Start of Data

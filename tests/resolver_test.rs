//! Tag, profile and root folder resolution.

mod common;

use arrlink::arr::{ProfileKind, Selector, TagRef};
use arrlink::Error;
use assert_matches::assert_matches;
use common::{mount_resources, server_with_version, TagStore};
use serde_json::json;
use wiremock::matchers::{method, path};
use wiremock::{Mock, ResponseTemplate};

// ---------------------------------------------------------------------------
// Tags
// ---------------------------------------------------------------------------

#[tokio::test]
async fn label_and_id_resolve_to_the_same_tag() {
    let server = server_with_version("3.0.0.1").await;
    TagStore::with_labels(&["kids", "4k"]).mount(&server, "/api/v3").await;
    let api = common::api(&server).await;

    let by_label = api
        .resolve_tags(&[TagRef::from("4K")], false)
        .await
        .unwrap();
    let by_id = api.resolve_tags(&[TagRef::from(2)], false).await.unwrap();
    assert_eq!(by_label, vec![2]);
    assert_eq!(by_label, by_id);
}

#[tokio::test]
async fn missing_label_is_created_once_and_stays_stable() {
    let server = server_with_version("3.0.0.1").await;
    let store = TagStore::with_labels(&["kids"]);
    store.mount(&server, "/api/v3").await;
    let api = common::api(&server).await;

    let created = api
        .resolve_tags(
            &[TagRef::from("New-Label"), TagRef::from("new-label")],
            true,
        )
        .await
        .unwrap();
    assert_eq!(created.len(), 1);
    assert_eq!(store.labels(), vec!["kids", "new-label"]);

    let again = api
        .resolve_tags(&[TagRef::from("new-label")], false)
        .await
        .unwrap();
    assert_eq!(again, created);
}

#[tokio::test]
async fn unknown_tags_are_dropped() {
    let server = server_with_version("3.0.0.1").await;
    TagStore::with_labels(&["kids"]).mount(&server, "/api/v3").await;
    let api = common::api(&server).await;

    let ids = api
        .resolve_tags(
            &[TagRef::from("ghost"), TagRef::from(99), TagRef::from("kids")],
            false,
        )
        .await
        .unwrap();
    assert_eq!(ids, vec![1]);
}

#[tokio::test]
async fn empty_tag_list_makes_no_requests() {
    let server = server_with_version("3.0.0.1").await;
    Mock::given(method("GET"))
        .and(path("/api/v3/tag"))
        .respond_with(ResponseTemplate::new(200).set_body_json(json!([])))
        .expect(0)
        .mount(&server)
        .await;
    let api = common::api(&server).await;

    assert!(api.resolve_tags(&[], true).await.unwrap().is_empty());
}

// ---------------------------------------------------------------------------
// Profiles and root folders
// ---------------------------------------------------------------------------

#[tokio::test]
async fn profile_by_name_or_id() {
    let server = server_with_version("3.0.0.1").await;
    mount_resources(&server, "/api/v3").await;
    let api = common::api(&server).await;

    let by_name = api
        .resolve_profile(ProfileKind::Quality, &Selector::from("HD-1080p"))
        .await
        .unwrap();
    let by_id = api
        .resolve_profile(ProfileKind::Quality, &Selector::from(4))
        .await
        .unwrap();
    assert_eq!(by_name, 4);
    assert_eq!(by_id, 4);
}

#[tokio::test]
async fn unknown_profile_lists_server_options() {
    let server = server_with_version("3.0.0.1").await;
    mount_resources(&server, "/api/v3").await;
    let api = common::api(&server).await;

    let err = api
        .resolve_profile(ProfileKind::Quality, &Selector::from("Ultra-HD"))
        .await
        .unwrap_err();
    match err {
        Error::Invalid {
            title,
            value,
            options,
        } => {
            assert_eq!(title, "Quality Profile");
            assert_eq!(value, "Ultra-HD");
            assert_eq!(options, vec!["Any", "HD-1080p"]);
        }
        other => panic!("unexpected error: {other:?}"),
    }
}

#[tokio::test]
async fn root_folder_by_id_or_path() {
    let server = server_with_version("3.0.0.1").await;
    mount_resources(&server, "/api/v3").await;
    let api = common::api(&server).await;

    assert_eq!(
        api.resolve_root_folder(&Selector::from(2)).await.unwrap(),
        "/tv"
    );
    assert_eq!(
        api.resolve_root_folder(&Selector::from("/movies"))
            .await
            .unwrap(),
        "/movies"
    );
}

#[tokio::test]
async fn unknown_root_folder_is_invalid() {
    let server = server_with_version("3.0.0.1").await;
    mount_resources(&server, "/api/v3").await;
    let api = common::api(&server).await;

    let err = api
        .resolve_root_folder(&Selector::from("/music"))
        .await
        .unwrap_err();
    assert_matches!(
        err,
        Error::Invalid { ref value, ref options, .. }
            if value == "/music" && options == &vec!["/movies".to_string(), "/tv".to_string()]
    );
}
//! Durable setup run once at startup: the consumer group on the processed
//! log and the registry of consumer identifiers.

use std::sync::Arc;

use tracing::info;

use fanlog_bus::{BusError, GroupStart, MessageBus};
use fanlog_common::{ConsumerId, PipelineSettings};

use crate::error::Result;

pub struct ConsumerRegistry {
    bus: Arc<dyn MessageBus>,
    log: String,
    group: String,
    registry_key: String,
    consumer_prefix: String,
}

impl ConsumerRegistry {
    pub fn new(bus: Arc<dyn MessageBus>, settings: &PipelineSettings) -> Self {
        Self {
            bus,
            log: settings.processed_log.clone(),
            group: settings.group_name.clone(),
            registry_key: settings.registry_key.clone(),
            consumer_prefix: settings.consumer_prefix.clone(),
        }
    }

    /// Creates the consumer group at the tail of the log, creating the log
    /// itself when absent. A group that already exists is the expected
    /// outcome of a restart and is absorbed here; any other failure
    /// propagates and aborts startup.
    pub async fn ensure_group(&self) -> Result<()> {
        match self
            .bus
            .create_consumer_group(&self.log, &self.group, GroupStart::Tail, true)
            .await
        {
            Ok(()) => {
                info!(log = %self.log, group = %self.group, "Consumer group created");
                Ok(())
            }
            Err(BusError::GroupExists { .. }) => {
                info!(log = %self.log, group = %self.group, "Consumer group already exists");
                Ok(())
            }
            Err(e) => Err(e.into()),
        }
    }

    /// Clears the registry and repopulates it with `group_size` identifiers
    /// in index order. Any failure leaves startup aborted; a partially
    /// rebuilt registry is not a state the pipeline runs with.
    pub async fn rebuild(&self, group_size: usize) -> Result<Vec<ConsumerId>> {
        self.bus.delete_key(&self.registry_key).await?;

        let mut ids = Vec::with_capacity(group_size);
        for index in 0..group_size {
            let id = ConsumerId::new(&self.consumer_prefix, index);
            self.bus
                .append_to_list(&self.registry_key, id.as_str())
                .await?;
            ids.push(id);
        }
        info!(count = ids.len(), key = %self.registry_key, "Consumer registry rebuilt");
        Ok(ids)
    }

    /// Registered identifiers in registration order.
    pub async fn current(&self) -> Result<Vec<ConsumerId>> {
        let values = self.bus.read_list(&self.registry_key).await?;
        Ok(values.into_iter().map(ConsumerId::from).collect())
    }
}
use serde::{Deserialize, Serialize};
use std::collections::HashMap;
use std::fmt;
use std::time::Duration;

// ============================================================================
// Message Fields
// ============================================================================

/// Field holding the raw payload as received from the broadcast channel
pub const RAW_MESSAGE_FIELD: &str = "message";

/// Field stamped with the identifier of the worker that processed the message
pub const PROCESSED_BY_FIELD: &str = "processed_by";

/// Field stamped with the ISO-8601 timestamp of the processing moment
pub const PROCESSING_TIME_FIELD: &str = "processing_time";

// ============================================================================
// Core Message Type
// ============================================================================

/// A message flowing through the pipeline: an unordered set of string fields.
///
/// Workers build one per received payload and the processor mutates it in
/// place to add provenance before it is appended to the durable log.
#[derive(Debug, Clone, Default, PartialEq, Eq, Serialize, Deserialize)]
#[serde(transparent)]
pub struct Message {
    fields: HashMap<String, String>,
}

impl Message {
    pub fn new() -> Self {
        Self::default()
    }

    /// Wraps a raw payload under the [`RAW_MESSAGE_FIELD`] key.
    pub fn from_payload(payload: impl Into<String>) -> Self {
        let mut message = Self::new();
        message.set(RAW_MESSAGE_FIELD, payload);
        message
    }

    pub fn set(&mut self, field: impl Into<String>, value: impl Into<String>) {
        self.fields.insert(field.into(), value.into());
    }

    pub fn get(&self, field: &str) -> Option<&str> {
        self.fields.get(field).map(String::as_str)
    }

    pub fn fields(&self) -> &HashMap<String, String> {
        &self.fields
    }

    pub fn len(&self) -> usize {
        self.fields.len()
    }

    pub fn is_empty(&self) -> bool {
        self.fields.is_empty()
    }
}

// ============================================================================
// Consumer Identity
// ============================================================================

/// Identifier of one consumer slot, unique within the active pool.
///
/// Formatted as `<prefix><index>`, e.g. `consumer_0`.
#[derive(Debug, Clone, PartialEq, Eq, Hash, Serialize, Deserialize)]
#[serde(transparent)]
pub struct ConsumerId(String);

impl ConsumerId {
    pub fn new(prefix: &str, index: usize) -> Self {
        Self(format!("{}{}", prefix, index))
    }

    pub fn as_str(&self) -> &str {
        &self.0
    }
}

impl fmt::Display for ConsumerId {
    fn fmt(&self, f: &mut fmt::Formatter<'_>) -> fmt::Result {
        f.write_str(&self.0)
    }
}

impl From<String> for ConsumerId {
    fn from(id: String) -> Self {
        Self(id)
    }
}

// ============================================================================
// Settings
// ============================================================================

/// Key material and pool sizing for one consumer pipeline.
#[derive(Debug, Clone)]
pub struct PipelineSettings {
    /// Broadcast channel the workers subscribe to
    pub channel: String,
    /// Durable append log for processed messages
    pub processed_log: String,
    /// Consumer group created on the processed log
    pub group_name: String,
    /// List key holding the registered consumer identifiers
    pub registry_key: String,
    /// Prefix for generated consumer identifiers
    pub consumer_prefix: String,
    /// Number of concurrent consumer workers
    pub group_size: usize,
    /// Sampling period of the throughput reporter
    pub report_interval: Duration,
}

impl Default for PipelineSettings {
    fn default() -> Self {
        Self {
            channel: "messages:published".to_string(),
            processed_log: "messages:processed".to_string(),
            group_name: "message_consumers".to_string(),
            registry_key: "consumer:ids".to_string(),
            consumer_prefix: "consumer_".to_string(),
            group_size: 1,
            report_interval: Duration::from_secs(3),
        }
    }
}
//! Fanlog consumer pipeline
//!
//! Fans broadcast messages out to a pool of consumer workers and records
//! each worker's processed copy in a durable append log:
//! - ConsumerRegistry: idempotent consumer-group setup and the registry of
//!   consumer identifiers
//! - MessageProcessor: provenance stamping and the durable append
//! - ConsumerWorker: one subscription and receive loop per pool slot
//! - ProcessedCounter / ThroughputReporter: shared counter and the periodic
//!   rate report
//! - Coordinator: wires the above together and owns the shutdown signal

pub mod coordinator;
pub mod error;
pub mod metrics;
pub mod processor;
pub mod registry;
pub mod worker;

pub use coordinator::Coordinator;
pub use error::{PipelineError, Result};
pub use metrics::{ProcessedCounter, ThroughputReporter};
pub use processor::MessageProcessor;
pub use registry::ConsumerRegistry;
pub use worker::ConsumerWorker;
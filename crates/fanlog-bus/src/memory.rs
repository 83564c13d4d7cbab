use std::sync::atomic::{AtomicU64, Ordering};
use std::time::{SystemTime, UNIX_EPOCH};

use async_trait::async_trait;
use dashmap::DashMap;
use tokio::sync::broadcast;
use tracing::warn;

use fanlog_common::Message;

use crate::error::{BusError, Result};
use crate::{ChannelMessage, GroupStart, MessageBus, Subscription};

const CHANNEL_CAPACITY: usize = 1024;

/// One persisted entry of an in-memory append log.
#[derive(Debug, Clone, PartialEq, Eq)]
pub struct LogEntry {
    pub id: String,
    pub message: Message,
}

/// In-process bus with the same contract as [`crate::RedisBus`]: broadcast
/// channels for fan-out, vectors for append logs and lists, a name set for
/// consumer groups. Entry ids follow the `<unix-ms>-<seq>` shape of real
/// stream ids.
///
/// Backs the test suite and local development runs. The inherent methods
/// ([`entries`](MemoryBus::entries), [`groups`](MemoryBus::groups),
/// [`contains_log`](MemoryBus::contains_log)) allow tests to inspect state
/// the trait deliberately does not expose.
#[derive(Default)]
pub struct MemoryBus {
    channels: DashMap<String, broadcast::Sender<String>>,
    logs: DashMap<String, Vec<LogEntry>>,
    groups: DashMap<String, Vec<String>>,
    lists: DashMap<String, Vec<String>>,
    sequence: AtomicU64,
}

impl MemoryBus {
    pub fn new() -> Self {
        Self::default()
    }

    fn sender(&self, channel: &str) -> broadcast::Sender<String> {
        self.channels
            .entry(channel.to_string())
            .or_insert_with(|| broadcast::channel(CHANNEL_CAPACITY).0)
            .clone()
    }

    fn next_entry_id(&self) -> String {
        let millis = SystemTime::now()
            .duration_since(UNIX_EPOCH)
            .unwrap_or_default()
            .as_millis();
        let seq = self.sequence.fetch_add(1, Ordering::SeqCst);
        format!("{}-{}", millis, seq)
    }

    /// Entries of a log in append order; absent log reads as empty.
    pub fn entries(&self, log: &str) -> Vec<LogEntry> {
        self.logs.get(log).map(|e| e.clone()).unwrap_or_default()
    }

    /// Consumer groups created on a log.
    pub fn groups(&self, log: &str) -> Vec<String> {
        self.groups.get(log).map(|g| g.clone()).unwrap_or_default()
    }

    pub fn contains_log(&self, log: &str) -> bool {
        self.logs.contains_key(log)
    }
}

#[async_trait]
impl MessageBus for MemoryBus {
    async fn publish(&self, channel: &str, payload: &str) -> Result<()> {
        // send fails only when nobody is subscribed; fan-out drops it then
        let _ = self.sender(channel).send(payload.to_string());
        Ok(())
    }

    async fn subscribe(&self, channel: &str) -> Result<Subscription> {
        let receiver = self.sender(channel).subscribe();
        let name = channel.to_string();
        let stream = futures::stream::unfold((receiver, name), |(mut rx, name)| async move {
            loop {
                match rx.recv().await {
                    Ok(payload) => {
                        let message = ChannelMessage {
                            channel: name.clone(),
                            payload,
                        };
                        return Some((message, (rx, name)));
                    }
                    Err(broadcast::error::RecvError::Lagged(skipped)) => {
                        warn!(channel = %name, skipped, "subscriber lagged, messages dropped");
                    }
                    Err(broadcast::error::RecvError::Closed) => return None,
                }
            }
        });
        Ok(Subscription::new(stream))
    }

    async fn append(&self, log: &str, message: &Message) -> Result<String> {
        let id = self.next_entry_id();
        let entry = LogEntry {
            id: id.clone(),
            message: message.clone(),
        };
        self.logs.entry(log.to_string()).or_default().push(entry);
        Ok(id)
    }

    async fn create_consumer_group(
        &self,
        log: &str,
        group: &str,
        _start: GroupStart,
        create_log_if_missing: bool,
    ) -> Result<()> {
        if !create_log_if_missing && !self.logs.contains_key(log) {
            return Err(BusError::Command(format!("no such log '{}'", log)));
        }
        self.logs.entry(log.to_string()).or_default();
        let mut groups = self.groups.entry(log.to_string()).or_default();
        if groups.iter().any(|g| g == group) {
            return Err(BusError::GroupExists {
                log: log.to_string(),
                group: group.to_string(),
            });
        }
        groups.push(group.to_string());
        Ok(())
    }

    async fn delete_key(&self, key: &str) -> Result<()> {
        self.channels.remove(key);
        self.logs.remove(key);
        self.groups.remove(key);
        self.lists.remove(key);
        Ok(())
    }

    async fn append_to_list(&self, key: &str, value: &str) -> Result<()> {
        self.lists
            .entry(key.to_string())
            .or_default()
            .push(value.to_string());
        Ok(())
    }

    async fn read_list(&self, key: &str) -> Result<Vec<String>> {
        Ok(self.lists.get(key).map(|v| v.clone()).unwrap_or_default())
    }
}

#[cfg(test)]
mod tests {
    use super::*;

    #[tokio::test]
    async fn test_subscribe_fans_out_to_every_subscription() {
        let bus = MemoryBus::new();
        let mut first = bus.subscribe("events").await.unwrap();
        let mut second = bus.subscribe("events").await.unwrap();

        bus.publish("events", "hello").await.unwrap();

        let a = first.next().await.unwrap();
        let b = second.next().await.unwrap();
        assert_eq!(a.payload, "hello");
        assert_eq!(b.payload, "hello");
        assert_eq!(a.channel, "events");
    }

    #[tokio::test]
    async fn test_publish_without_subscribers_is_not_an_error() {
        let bus = MemoryBus::new();
        bus.publish("events", "nobody listening").await.unwrap();
    }

    #[tokio::test]
    async fn test_messages_published_before_subscribing_are_not_delivered() {
        let bus = MemoryBus::new();
        bus.publish("events", "early").await.unwrap();

        let mut sub = bus.subscribe("events").await.unwrap();
        bus.publish("events", "late").await.unwrap();

        assert_eq!(sub.next().await.unwrap().payload, "late");
    }

    #[tokio::test]
    async fn test_append_generates_increasing_entry_ids() {
        let bus = MemoryBus::new();
        let first = bus
            .append("log", &Message::from_payload("a"))
            .await
            .unwrap();
        let second = bus
            .append("log", &Message::from_payload("b"))
            .await
            .unwrap();

        assert_ne!(first, second);
        assert_eq!(bus.entries("log").len(), 2);
        assert_eq!(bus.entries("log")[0].id, first);
    }

    #[tokio::test]
    async fn test_group_creation_is_rejected_when_already_present() {
        let bus = MemoryBus::new();
        bus.create_consumer_group("log", "readers", GroupStart::Tail, true)
            .await
            .unwrap();

        let err = bus
            .create_consumer_group("log", "readers", GroupStart::Tail, true)
            .await
            .unwrap_err();
        assert!(matches!(err, BusError::GroupExists { .. }));
        assert_eq!(bus.groups("log"), vec!["readers".to_string()]);
    }

    #[tokio::test]
    async fn test_group_creation_makes_the_log_when_asked_to() {
        let bus = MemoryBus::new();
        assert!(!bus.contains_log("log"));

        bus.create_consumer_group("log", "readers", GroupStart::Beginning, true)
            .await
            .unwrap();
        assert!(bus.contains_log("log"));
    }

    #[tokio::test]
    async fn test_group_creation_without_mkstream_requires_the_log() {
        let bus = MemoryBus::new();
        let err = bus
            .create_consumer_group("absent", "readers", GroupStart::Tail, false)
            .await
            .unwrap_err();
        assert!(matches!(err, BusError::Command(_)));
    }

    #[tokio::test]
    async fn test_lists_preserve_insertion_order_and_delete_clears() {
        let bus = MemoryBus::new();
        bus.append_to_list("ids", "a").await.unwrap();
        bus.append_to_list("ids", "b").await.unwrap();
        assert_eq!(bus.read_list("ids").await.unwrap(), vec!["a", "b"]);

        bus.delete_key("ids").await.unwrap();
        assert!(bus.read_list("ids").await.unwrap().is_empty());
    }
}
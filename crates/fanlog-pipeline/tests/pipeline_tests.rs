//! End-to-end pool behavior over the in-memory bus.
//!
//! Drives the Coordinator exactly the way the consumer binary does:
//! initialize, start, publish, shutdown, drain.

use std::sync::Arc;
use std::time::Duration;

use fanlog_bus::{MemoryBus, MessageBus};
use fanlog_common::{PipelineSettings, PROCESSED_BY_FIELD, PROCESSING_TIME_FIELD};
use fanlog_pipeline::Coordinator;

fn settings_with_pool(group_size: usize) -> PipelineSettings {
    PipelineSettings {
        group_size,
        ..PipelineSettings::default()
    }
}

/// Polls until the shared counter reaches `expected` processed messages.
/// The counter is incremented after the append, so once it reads `expected`
/// the same number of entries is already durable.
async fn wait_for_processed(coordinator: &Coordinator, expected: u64) {
    let deadline = tokio::time::Instant::now() + Duration::from_secs(5);
    while coordinator.counter().processed() < expected {
        assert!(
            tokio::time::Instant::now() < deadline,
            "timed out waiting for {} processed messages, have {}",
            expected,
            coordinator.counter().processed()
        );
        tokio::time::sleep(Duration::from_millis(10)).await;
    }
}

#[tokio::test]
async fn test_every_worker_persists_every_published_message() {
    let bus = Arc::new(MemoryBus::new());
    let settings = settings_with_pool(3);
    let coordinator = Coordinator::new(bus.clone(), settings.clone());

    let ids = coordinator.initialize().await.unwrap();
    assert_eq!(ids.len(), 3);
    let handles = coordinator.start(ids).await.unwrap();

    bus.publish(&settings.channel, r#"{"message_id":"m-1"}"#)
        .await
        .unwrap();
    wait_for_processed(&coordinator, 3).await;

    let entries = bus.entries(&settings.processed_log);
    assert_eq!(entries.len(), 3, "one persisted copy per worker");

    let mut processed_by: Vec<String> = entries
        .iter()
        .map(|e| e.message.get(PROCESSED_BY_FIELD).unwrap().to_string())
        .collect();
    processed_by.sort();
    assert_eq!(processed_by, vec!["consumer_0", "consumer_1", "consumer_2"]);

    for entry in &entries {
        assert_eq!(
            entry.message.get("message"),
            Some(r#"{"message_id":"m-1"}"#)
        );
        let stamp = entry.message.get(PROCESSING_TIME_FIELD).unwrap();
        chrono::DateTime::parse_from_rfc3339(stamp).expect("stamp must parse as ISO-8601");
    }

    coordinator.shutdown();
    for handle in handles {
        handle.await.unwrap();
    }

    // fully drained: a publish after the join must go nowhere
    bus.publish(&settings.channel, "late").await.unwrap();
    tokio::time::sleep(Duration::from_millis(50)).await;
    assert_eq!(bus.entries(&settings.processed_log).len(), 3);
}

#[tokio::test]
async fn test_initialize_prepares_group_and_registry() {
    let bus = Arc::new(MemoryBus::new());
    let settings = settings_with_pool(2);
    let coordinator = Coordinator::new(bus.clone(), settings.clone());

    let ids = coordinator.initialize().await.unwrap();

    assert!(bus.contains_log(&settings.processed_log));
    assert_eq!(
        bus.groups(&settings.processed_log),
        vec![settings.group_name.clone()]
    );
    assert_eq!(
        bus.read_list(&settings.registry_key).await.unwrap(),
        vec!["consumer_0", "consumer_1"]
    );

    // a restart reruns initialization without complaint
    let again = coordinator.initialize().await.unwrap();
    assert_eq!(again, ids);
    assert_eq!(bus.groups(&settings.processed_log).len(), 1);
}

#[tokio::test]
async fn test_publishes_before_start_are_not_delivered() {
    let bus = Arc::new(MemoryBus::new());
    let settings = settings_with_pool(2);
    let coordinator = Coordinator::new(bus.clone(), settings.clone());

    bus.publish(&settings.channel, "before anyone listens")
        .await
        .unwrap();

    let ids = coordinator.initialize().await.unwrap();
    let handles = coordinator.start(ids).await.unwrap();

    bus.publish(&settings.channel, "after").await.unwrap();
    wait_for_processed(&coordinator, 2).await;

    let entries = bus.entries(&settings.processed_log);
    assert_eq!(entries.len(), 2);
    for entry in &entries {
        assert_eq!(entry.message.get("message"), Some("after"));
    }

    coordinator.shutdown();
    for handle in handles {
        handle.await.unwrap();
    }
}
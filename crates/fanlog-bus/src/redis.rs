use async_trait::async_trait;
use deadpool_redis::{Config as PoolConfig, Pool, Runtime};
use futures::StreamExt;
use redis::AsyncCommands;
use tracing::{debug, warn};

use fanlog_common::Message;

use crate::error::{BusError, Result};
use crate::{ChannelMessage, GroupStart, MessageBus, Subscription};

/// Redis-backed bus: pub/sub for fan-out, streams for the durable log,
/// lists for the registry.
///
/// Commands run over a pooled connection acquired per operation and returned
/// on drop. Each subscription holds its own dedicated pub/sub connection for
/// its whole lifetime.
pub struct RedisBus {
    client: redis::Client,
    pool: Pool,
}

impl RedisBus {
    /// Builds the client and the command pool. Connections are established
    /// lazily, so a bad address surfaces on the first operation.
    pub fn connect(url: &str) -> Result<Self> {
        let client = redis::Client::open(url).map_err(|e| BusError::Connection(e.to_string()))?;
        let pool = PoolConfig::from_url(url)
            .create_pool(Some(Runtime::Tokio1))
            .map_err(|e| BusError::Pool(e.to_string()))?;
        Ok(Self { client, pool })
    }

    async fn conn(&self) -> Result<deadpool_redis::Connection> {
        self.pool
            .get()
            .await
            .map_err(|e| BusError::Pool(e.to_string()))
    }
}

fn command_error(e: redis::RedisError) -> BusError {
    if e.is_connection_refusal() || e.is_io_error() {
        BusError::Connection(e.to_string())
    } else {
        BusError::Command(e.to_string())
    }
}

#[async_trait]
impl MessageBus for RedisBus {
    async fn publish(&self, channel: &str, payload: &str) -> Result<()> {
        let mut conn = self.conn().await?;
        let receivers: i64 = conn
            .publish(channel, payload)
            .await
            .map_err(command_error)?;
        debug!(channel = %channel, receivers, "published");
        Ok(())
    }

    async fn subscribe(&self, channel: &str) -> Result<Subscription> {
        let mut pubsub = self
            .client
            .get_async_pubsub()
            .await
            .map_err(|e| BusError::Connection(e.to_string()))?;
        pubsub
            .subscribe(channel)
            .await
            .map_err(|e| BusError::Connection(e.to_string()))?;
        debug!(channel = %channel, "subscription established");

        let stream = pubsub.into_on_message().filter_map(|msg| async move {
            let channel = msg.get_channel_name().to_string();
            match msg.get_payload::<String>() {
                Ok(payload) => Some(ChannelMessage { channel, payload }),
                Err(e) => {
                    warn!(channel = %channel, error = %e, "dropping undecodable payload");
                    None
                }
            }
        });
        Ok(Subscription::new(stream))
    }

    async fn append(&self, log: &str, message: &Message) -> Result<String> {
        let mut conn = self.conn().await?;
        let entry_id: String = conn
            .xadd_map(log, "*", message.fields())
            .await
            .map_err(command_error)?;
        Ok(entry_id)
    }

    async fn create_consumer_group(
        &self,
        log: &str,
        group: &str,
        start: GroupStart,
        create_log_if_missing: bool,
    ) -> Result<()> {
        let mut conn = self.conn().await?;
        let created = if create_log_if_missing {
            conn.xgroup_create_mkstream::<_, _, _, ()>(log, group, start.entry_id())
                .await
        } else {
            conn.xgroup_create::<_, _, _, ()>(log, group, start.entry_id())
                .await
        };
        match created {
            Ok(()) => Ok(()),
            Err(e) if e.code() == Some("BUSYGROUP") => Err(BusError::GroupExists {
                log: log.to_string(),
                group: group.to_string(),
            }),
            Err(e) => Err(command_error(e)),
        }
    }

    async fn delete_key(&self, key: &str) -> Result<()> {
        let mut conn = self.conn().await?;
        let _: i64 = conn.del(key).await.map_err(command_error)?;
        Ok(())
    }

    async fn append_to_list(&self, key: &str, value: &str) -> Result<()> {
        let mut conn = self.conn().await?;
        let _: i64 = conn.rpush(key, value).await.map_err(command_error)?;
        Ok(())
    }

    async fn read_list(&self, key: &str) -> Result<Vec<String>> {
        let mut conn = self.conn().await?;
        let values: Vec<String> = conn.lrange(key, 0, -1).await.map_err(command_error)?;
        Ok(values)
    }
}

End of Data

*Aim of the task*
Find "in registration order." in the entries above and copy that whole line exactly, then each line after it through the line that contains "the durable log.".

*Task solution*
    /// Registered identifiers in registration order.
    pub async fn current(&self) -> Result<Vec<ConsumerId>> {
        let values = self.bus.read_list(&self.registry_key).await?;
        Ok(values.into_iter().map(ConsumerId::from).collect())
    }
}
use serde::{Deserialize, Serialize};
use std::collections::HashMap;
use std::fmt;
use std::time::Duration;

// ============================================================================
// Message Fields
// ============================================================================

/// Field holding the raw payload as received from the broadcast channel
pub const RAW_MESSAGE_FIELD: &str = "message";

/// Field stamped with the identifier of the worker that processed the message
pub const PROCESSED_BY_FIELD: &str = "processed_by";

/// Field stamped with the ISO-8601 timestamp of the processing moment
pub const PROCESSING_TIME_FIELD: &str = "processing_time";

// ============================================================================
// Core Message Type
// ============================================================================

/// A message flowing through the pipeline: an unordered set of string fields.
///
/// Workers build one per received payload and the processor mutates it in
/// place to add provenance before it is appended to the durable log.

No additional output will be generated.